Bayern München: Kahn (2) - Matthäus (3) - Babbel (3), Helmer (2,5) - Basler (3), Hamann (2), Scholl (1,5), Nerlinger (3), Tarnat (2,5) - Elber (2), Jancker (3). VfB Stuttgart: Wohlfahrt (4) - Schneider (4,5), Verlaat (4,5), Berthold (4) - Haber (5), Soldo (5), Yakin (6), Poschner (5) - Balakov (5) - Bobic (4), Akpoborie (5,5).
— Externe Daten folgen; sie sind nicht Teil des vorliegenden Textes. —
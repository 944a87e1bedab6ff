//! WAL frame format (bit-exact, spec.md §6):
//!
//! `uint32_be length` (payload bytes) ‖ `uint32_be crc32` (IEEE, over payload)
//! ‖ `length` bytes of UTF-8 JSON payload.
//!
//! Sealed partition trailer: ASCII `"WALEND"` ‖ `uint32_be record_count` ‖
//! `uint32_be trailer_crc`, where `trailer_crc` is the running CRC32 over
//! every payload byte written to the partition (spec.md §4.5's
//! "trailing_crc32_of_file").

pub const TRAILER_MAGIC: &[u8; 6] = b"WALEND";
const HEADER_LEN: usize = 8; // length(4) + crc32(4)

pub fn encode_frame(payload: &[u8]) -> Vec<u8> {
    let mut buf = Vec::with_capacity(HEADER_LEN + payload.len());
    buf.extend_from_slice(&(payload.len() as u32).to_be_bytes());
    buf.extend_from_slice(&crc32fast::hash(payload).to_be_bytes());
    buf.extend_from_slice(payload);
    buf
}

/// Total on-disk size of a frame carrying a payload of `payload_len` bytes —
/// the amount to add to a frame's start offset to get the next frame's.
pub fn frame_size(payload_len: usize) -> u64 {
    (HEADER_LEN + payload_len) as u64
}

pub fn encode_trailer(record_count: u32, trailer_crc: u32) -> Vec<u8> {
    let mut buf = Vec::with_capacity(TRAILER_MAGIC.len() + 8);
    buf.extend_from_slice(TRAILER_MAGIC);
    buf.extend_from_slice(&record_count.to_be_bytes());
    buf.extend_from_slice(&trailer_crc.to_be_bytes());
    buf
}

/// One decoded frame plus the byte offset it started at.
#[derive(Debug, Clone, PartialEq)]
pub struct DecodedFrame {
    pub offset: u64,
    pub payload: Vec<u8>,
}

/// Scans `bytes` for complete, CRC-valid frames starting at `from_offset`.
/// Stops at the first incomplete or corrupt frame (the WAL truncation rule):
/// a record whose length prefix extends past the end of `bytes`, or whose
/// CRC does not match, is never returned, and scanning stops there even if
/// further bytes follow (they are presumed to belong to a future write that
/// never fully landed).
pub fn scan_frames(bytes: &[u8], from_offset: u64) -> Vec<DecodedFrame> {
    let mut out = Vec::new();
    let mut pos = from_offset as usize;

    loop {
        if pos + HEADER_LEN > bytes.len() {
            break;
        }
        // A trailer can immediately follow the last frame; stop cleanly
        // rather than trying to parse it as a frame header.
        if bytes[pos..].starts_with(TRAILER_MAGIC) {
            break;
        }

        let len = u32::from_be_bytes(bytes[pos..pos + 4].try_into().unwrap()) as usize;
        let crc = u32::from_be_bytes(bytes[pos + 4..pos + 8].try_into().unwrap());
        let payload_start = pos + HEADER_LEN;
        let payload_end = payload_start + len;

        if payload_end > bytes.len() {
            break;
        }

        let payload = &bytes[payload_start..payload_end];
        if crc32fast::hash(payload) != crc {
            break;
        }

        out.push(DecodedFrame {
            offset: pos as u64,
            payload: payload.to_vec(),
        });
        pos = payload_end;
    }

    out
}

/// Byte offset of the first byte that is not part of a complete, valid
/// frame — i.e. where a writer should resume appending after recovery.
pub fn last_good_offset(bytes: &[u8]) -> u64 {
    scan_frames(bytes, 0)
        .last()
        .map(|f| f.offset + HEADER_LEN as u64 + f.payload.len() as u64)
        .unwrap_or(0)
}
//! Explicit dependency aggregate, wired once at startup and threaded
//! through the pipeline, emitter, and jobs — no global singletons.

use std::path::PathBuf;
use std::sync::Arc;

use crate::config::EngineConfig;
use crate::consumer::{ConsumerClient, HttpConsumerClient};
use crate::enrich::Enricher;
use crate::ledger::{LedgerWriter, LifecycleManager};
use crate::pipeline::SignalPipeline;
use crate::quality_metrics::QualityMetrics;
use crate::reconcile::ReconcileJob;
use crate::repository::{Repository, SqliteRepository};
use crate::resilience::CircuitBreaker;
use crate::rules::{Policy, RuleEngine};
use crate::time::{SystemTimeProvider, TimeProvider};

pub struct Deps {
    pub time: Arc<dyn TimeProvider>,
    pub ledger: Arc<LedgerWriter>,
    pub repository: Arc<dyn Repository>,
    pub quality_metrics: Arc<QualityMetrics>,
    pub consumer: Arc<dyn ConsumerClient>,
    pub publish_breaker: Arc<CircuitBreaker>,
    pub config: EngineConfig,
}

impl Deps {
    pub fn from_config(config: EngineConfig) -> anyhow::Result<Self> {
        let time: Arc<dyn TimeProvider> = Arc::new(SystemTimeProvider);

        let ledger = Arc::new(LedgerWriter::open(
            PathBuf::from(&config.ledger_base_path),
            time.clone(),
            config.hot_max_size_bytes,
            config.hot_max_age_seconds,
        )?);

        let repository: Arc<dyn Repository> =
            Arc::new(SqliteRepository::open(config.db_path.to_str().expect("valid utf-8 db path"))?);

        let quality_metrics = Arc::new(QualityMetrics::new());
        let consumer: Arc<dyn ConsumerClient> = Arc::new(HttpConsumerClient::new(config.consumer_url.clone()));
        let publish_breaker = Arc::new(CircuitBreaker::new("publish", 5, 60, time.clone()));

        Ok(Self {
            time,
            ledger,
            repository,
            quality_metrics,
            consumer,
            publish_breaker,
            config,
        })
    }

    pub fn build_pipeline(&self) -> SignalPipeline {
        SignalPipeline::new(
            self.time.clone(),
            RuleEngine::with_defaults(Policy::default()),
            Enricher::new(),
            self.repository.clone(),
            self.quality_metrics.clone(),
        )
    }

    pub fn build_lifecycle_manager(&self) -> LifecycleManager {
        LifecycleManager::new(
            self.config.ledger_base_path.clone(),
            self.config.archive_path.clone(),
            self.ledger.clone(),
            self.time.clone(),
            self.config.warm_retention_days,
            self.config.cold_retention_days,
            self.config.delete_after_days,
        )
    }

    pub fn build_reconcile_job(&self) -> ReconcileJob {
        ReconcileJob::new(
            self.config.ledger_base_path.clone(),
            self.config.ledger_base_path.join("reconcile_offset.json"),
            self.consumer.clone(),
        )
    }
}
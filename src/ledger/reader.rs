//! Ledger reader: lists partitions and replays frames from them.

use std::fs;
use std::path::{Path, PathBuf};

use flate2::read::GzDecoder;
use std::io::Read;

use super::frame::scan_frames;
use super::partition::{list_partitions, Tier};
use crate::error::{EngineError, EngineResult};

#[derive(Debug, Clone)]
pub struct PartitionInfo {
    pub path: PathBuf,
    pub tier: Tier,
}

/// Ordered sequence of sealed/hot partitions for a tier, oldest first —
/// `(date, epoch_ms, nonce)` lexicographic on path, which is creation order.
pub fn iter_partitions(base: &Path, tier: Tier) -> EngineResult<Vec<PartitionInfo>> {
    let paths = list_partitions(base, tier)?;
    Ok(paths.into_iter().map(|path| PartitionInfo { path, tier }).collect())
}

fn read_partition_bytes(info: &PartitionInfo) -> EngineResult<Vec<u8>> {
    let raw = fs::read(&info.path)?;
    if info.tier == Tier::Cold {
        let mut decoder = GzDecoder::new(&raw[..]);
        let mut out = Vec::new();
        decoder
            .read_to_end(&mut out)
            .map_err(EngineError::Io)?;
        Ok(out)
    } else {
        Ok(raw)
    }
}

/// Decoded (offset, signal-json-bytes) pairs from `from_offset` to the end of
/// the partition. Finite — not restartable from the same call; the caller
/// resumes with a later `from_offset`.
pub fn iter_records(info: &PartitionInfo, from_offset: u64) -> EngineResult<Vec<(u64, Vec<u8>)>> {
    let bytes = read_partition_bytes(info)?;
    Ok(scan_frames(&bytes, from_offset)
        .into_iter()
        .map(|f| (f.offset, f.payload))
        .collect())
}

/// Validates the partition and returns the last good byte offset — the
/// point recovery/writer resumption should continue from.
pub fn tail(info: &PartitionInfo) -> EngineResult<u64> {
    let bytes = read_partition_bytes(info)?;
    Ok(super::frame::last_good_offset(&bytes))
}
//! Background job runner: ledger lifecycle (seal/compress/archive/delete)
//! and hot-path reconciliation, each on their own interval, or once via
//! `--once` for cron-style invocation.

use std::time::Duration;

use clap::{Parser, ValueEnum};
use omen_engine::config::EngineConfig;
use omen_engine::deps::Deps;
use tracing::{error, info};

#[derive(Debug, Clone, Copy, ValueEnum)]
enum Job {
    Lifecycle,
    Reconcile,
}

#[derive(Parser, Debug)]
struct Args {
    #[arg(value_enum)]
    job: Job,

    /// Run a single pass and exit instead of looping on the configured interval.
    #[arg(long)]
    once: bool,
}

#[tokio::main]
async fn main() -> anyhow::Result<()> {
    tracing_subscriber::fmt()
        .with_env_filter(tracing_subscriber::EnvFilter::from_default_env())
        .init();

    let args = Args::parse();
    let config = EngineConfig::from_env();
    let deps = Deps::from_config(config.clone())?;

    match args.job {
        Job::Lifecycle => {
            let manager = deps.build_lifecycle_manager();
            loop {
                match manager.run_lifecycle_tasks() {
                    Ok(report) => info!(?report, "lifecycle pass complete"),
                    Err(e) => error!(error = %e, "lifecycle pass failed"),
                }
                if args.once {
                    break;
                }
                tokio::time::sleep(Duration::from_secs(config.lifecycle_interval_seconds)).await;
            }
        }
        Job::Reconcile => {
            let job = deps.build_reconcile_job();
            loop {
                match job.run().await {
                    Ok(report) => info!(
                        replayed = report.replayed,
                        duplicates = report.duplicates,
                        rejected = report.rejected,
                        "reconcile pass complete"
                    ),
                    Err(e) => error!(error = %e, "reconcile pass failed"),
                }
                if args.once {
                    break;
                }
                tokio::time::sleep(Duration::from_secs(config.reconcile_interval_seconds)).await;
            }
        }
    }

    Ok(())
}
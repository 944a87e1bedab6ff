use super::ValidationRule;
use crate::domain::{Context, RawEvent, ValidationResult, ValidationStatus};

/// FAIL if `market.current_liquidity_usd` is below the configured floor.
pub struct LiquidityRule {
    pub min_liquidity_usd: f64,
}

impl Default for LiquidityRule {
    fn default() -> Self {
        Self {
            min_liquidity_usd: 1_000.0,
        }
    }
}

impl ValidationRule for LiquidityRule {
    fn name(&self) -> &str {
        "liquidity"
    }

    fn evaluate(&self, event: &RawEvent, _context: &Context) -> ValidationResult {
        let liquidity = event.market.current_liquidity_usd;
        if liquidity < self.min_liquidity_usd {
            return ValidationResult::new(
                self.name(),
                ValidationStatus::Failed,
                0.0,
                format!(
                    "liquidity {:.2} below floor {:.2}",
                    liquidity, self.min_liquidity_usd
                ),
            )
            .with_evidence("current_liquidity_usd", liquidity.to_string());
        }

        // Score saturates at 1.0 once liquidity reaches 10x the floor.
        let score = (liquidity / (self.min_liquidity_usd * 10.0)).min(1.0);
        ValidationResult::new(
            self.name(),
            ValidationStatus::Passed,
            score,
            format!("liquidity {:.2} meets floor", liquidity),
        )
        .with_evidence("current_liquidity_usd", liquidity.to_string())
    }
}

#[cfg(test)]
mod tests {
    use super::*;
    use crate::domain::{MarketInfo, TemporalBucket};
    use chrono::Utc;

    fn ctx() -> Context {
        Context {
            geographic_tags: vec![],
            temporal_bucket: TemporalBucket::Unknown,
            semantic_tags: vec![],
            is_commodity: false,
        }
    }

    fn event_with_liquidity(liquidity: f64) -> RawEvent {
        RawEvent::new(
            "e1",
            "t",
            "d",
            0.5,
            MarketInfo {
                source: "polymarket".into(),
                market_id: "m1".into(),
                total_volume_usd: 1.0,
                current_liquidity_usd: liquidity,
            },
            Utc::now(),
        )
        .unwrap()
    }

    #[test]
    fn fails_below_floor() {
        let rule = LiquidityRule::default();
        let r = rule.evaluate(&event_with_liquidity(500.0), &ctx());
        assert_eq!(r.status, ValidationStatus::Failed);
        assert_eq!(r.score, 0.0);
    }

    #[test]
    fn passes_at_floor_and_above() {
        let rule = LiquidityRule::default();
        let r = rule.evaluate(&event_with_liquidity(75_000.0), &ctx());
        assert_eq!(r.status, ValidationStatus::Passed);
        assert_eq!(r.score, 1.0);
    }
}
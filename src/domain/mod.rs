pub mod context;
pub mod event;
pub mod signal;
pub mod validation;

pub use context::{Context, TemporalBucket};
pub use event::{MarketInfo, RawEvent};
pub use signal::{ConfidenceLevel, Signal};
pub use validation::{ValidationResult, ValidationStatus};
use crate::error::AppError;
use actix_web::{dev::Payload, web, FromRequest, HttpRequest};
use serde_json::Value;
use std::future::{ready, Ready};

/// Header carrying the API Gateway request context (Lambda Web Adapter).
pub const REQUEST_CONTEXT_HEADER: &str = "x-amzn-request-context";

/// Claim locations, REST API authorizers first, then HTTP API JWT authorizers.
const USERNAME_CLAIM_POINTERS: &[&str] = &[
    "/authorizer/claims/cognito:username",
    "/authorizer/claims/username",
    "/authorizer/jwt/claims/cognito:username",
    "/authorizer/jwt/claims/username",
];

/// Source of the authenticated caller's username.
///
/// Registered as `web::Data<dyn IdentityExtractor>`; when none is registered
/// [`RequestContextIdentity`] is used.
pub trait IdentityExtractor: Send + Sync {
    fn username(&self, req: &HttpRequest) -> Option<String>;
}

/// Reads the username from the gateway authorizer claims.
#[derive(Debug, Default, Clone, Copy)]
pub struct RequestContextIdentity;

impl IdentityExtractor for RequestContextIdentity {
    fn username(&self, req: &HttpRequest) -> Option<String> {
        let raw = req.headers().get(REQUEST_CONTEXT_HEADER)?.to_str().ok()?;
        username_from_request_context(raw)
    }
}

/// Pull the username claim out of a serialized request context.
pub fn username_from_request_context(raw: &str) -> Option<String> {
    let context: Value = serde_json::from_str(raw).ok()?;

    USERNAME_CLAIM_POINTERS
        .iter()
        .filter_map(|pointer| context.pointer(pointer))
        .filter_map(Value::as_str)
        .find(|name| !name.is_empty())
        .map(str::to_string)
}

/// Authenticated caller, available as a handler argument.
#[derive(Debug, Clone, PartialEq, Eq)]
pub struct CallerIdentity(pub String);

impl FromRequest for CallerIdentity {
    type Error = AppError;
    type Future = Ready<Result<Self, Self::Error>>;

    fn from_request(req: &HttpRequest, _: &mut Payload) -> Self::Future {
        let username = match req.app_data::<web::Data<dyn IdentityExtractor>>() {
            Some(extractor) => extractor.username(req),
            None => RequestContextIdentity.username(req),
        };

        ready(username.map(CallerIdentity).ok_or_else(|| {
            AppError::Unauthorized("caller identity missing from request context".to_string())
        }))
    }
}
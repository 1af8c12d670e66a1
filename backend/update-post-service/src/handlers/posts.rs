/// Post handlers - HTTP endpoint for editing a post
use crate::db::PostStore;
use crate::error::{AppError, Result};
use crate::middleware::CallerIdentity;
use crate::models::Post;
use crate::services::PostService;
use actix_web::{http::header::ContentType, web, HttpResponse};

/// Update the message of a post owned by the caller
/// PUT /api/v1/posts
///
/// The body is the whole post; only `Message` and `UpdatedTimestamp` are
/// written. Responds with the post as received.
pub async fn update_post(
    store: web::Data<dyn PostStore>,
    caller: CallerIdentity,
    body: web::Bytes,
) -> Result<HttpResponse> {
    // Content-Type is not checked; the body is always decoded as JSON
    let post: Post = serde_json::from_slice(&body).map_err(|e| {
        tracing::debug!(caller = %caller.0, error = %e, "Rejected undecodable post body");
        AppError::InvalidBody(e.to_string())
    })?;

    let service = PostService::new(store.into_inner());
    service.update_post(&caller.0, &post).await?;

    let payload =
        serde_json::to_string(&post).map_err(|e| AppError::Serialization(e.to_string()))?;

    Ok(HttpResponse::Ok()
        .content_type(ContentType::json())
        .body(payload))
}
Eingewechselt: 76. Strunz (-) und Fink (-) für Elber und Hamann, 82. Zickler (-) für Scholl - 46. Djordjevic (4,5) für Verlaat, 46. Ristic (3) für Akpoborie, 79. Lisztes (-) für Schneider Reservebank: Scheuer (Tor), Lizarazu, Rizzitelli - Ziegler (Tor), Spanring, Grimm, Endreß Tore: 1:0 Hamann (14., Vorarbeit Elber), 2:0 Scholl (21., Jancker), 3:0 Tarnat (25., Elber) Chancenverhältnis: 9:3. Schiedsrichter: Fandel (Kyllburg - Assistenten: Hilmes, Neuenstein), Note 3, mit kleineren Mängeln (Abseits, Balakov-Faller, Vorteilsauslegung), angemessen im Strafmaß Zuschauer: 32 000 Gelbe Karten: Hamann - Verlaat, Yakin, Poschner Spielnote: 2 Spieler des Spiels: Mehmet Scholl Die Analyse: Trapattoni veränderte das Berliner Versager-Team auf drei Positionen: Babbel spielte für Fink, Basler für Zickler, Elber für Rizzitelli. Der VfB Stuttgart begann in der Verlierer-Formation vom Samstag gegen Kaiserslautern. Die Bayern attackierten den VfB von Anfang an höchst aggressiv, vereint, zumeist mit zwei Mann und schon in des Gegners Hälfte. Die unengagierten Stuttgarter scheuten die Zweikämpfe und liefen allenfalls im Trabtempo. Verteidiger wie Mittelfeldspieler ließen den Münchnern allen Raum, vor allem Scholl nutzte diese Freiheiten. Wie der Münchner Spielmacher wurde Pendant Balakov nicht manngedeckt, sondern übernommen. Was die Ausfälle Soldo und Yakin nicht schafften, gelang dem aufmerksamen Hamann sowie dem fleißigen Nerlinger optimal. Am Offensivspiel der Münchner beteiligte sich das ganze Team. Förderlich für den Spielfluß: Die Bayern droschen nur im Ausnahmefall den Ball hoch nach vorne; zumeist ließen sie die Kugel flach und schnell laufen, sowohl im Zentrum vor dem VfB- Tor als auch auf den Flügeln hatten sie genügend Platz. Als sich die Münchner nach dem Wechsel etwas zurücknahmen, spielte der VfB wenigstens optisch mit. Doch die Bayern standen hinten kompakt, weil sie ihre Ordnung hielten; in der Offensive durften sie sich weiter die Bälle wie im Training zupassen.